▶ [PROVIDED RECORDS]:

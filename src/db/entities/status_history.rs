use sea_orm::entity::prelude::*;
use serde::{Deserialize, Serialize};

/// One non-success observation. Rows are append-only.
#[derive(Clone, Debug, PartialEq, Eq, DeriveEntityModel, Serialize, Deserialize)]
#[serde(rename_all = "camelCase")]
#[sea_orm(table_name = "status_history")]
pub struct Model {
    #[sea_orm(primary_key)]
    pub id: i32,
    pub website_id: i32,
    pub timestamp: ChronoDateTimeUtc,
    pub status_code: i32,
}

#[derive(Copy, Clone, Debug, EnumIter, DeriveRelation)]
pub enum Relation {
    #[sea_orm(
        belongs_to = "super::website::Entity",
        from = "Column::WebsiteId",
        to = "super::website::Column::Id",
        on_delete = "Cascade",
        on_update = "Cascade"
    )]
    Website,
}

impl Related<super::website::Entity> for Entity {
    fn to() -> RelationDef {
        Relation::Website.def()
    }
}

impl ActiveModelBehavior for ActiveModel {}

▶ [EXERCISE OBJECTIVE]:
Exact reproduction of the listing above is required.

▶ [TASK RESULT]:
filename src/db/entities/status_history.rs
use sea_orm::entity::prelude::*;
use serde::{Deserialize, Serialize};

/// One non-success observation. Rows are append-only.
#[derive(Clone, Debug, PartialEq, Eq, DeriveEntityModel, Serialize, Deserialize)]
#[serde(rename_all = "camelCase")]
#[sea_orm(table_name = "status_history")]
pub struct Model {
    #[sea_orm(primary_key)]
    pub id: i32,
    pub website_id: i32,
    pub timestamp: ChronoDateTimeUtc,
    pub status_code: i32,
}

#[derive(Copy, Clone, Debug, EnumIter, DeriveRelation)]
pub enum Relation {
    #[sea_orm(
        belongs_to = "super::website::Entity",
        from = "Column::WebsiteId",
        to = "super::website::Column::Id",
        on_delete = "Cascade",
        on_update = "Cascade"
    )]
    Website,
}

impl Related<super::website::Entity> for Entity {
    fn to() -> RelationDef {
        Relation::Website.def()
    }
}

impl ActiveModelBehavior for ActiveModel {}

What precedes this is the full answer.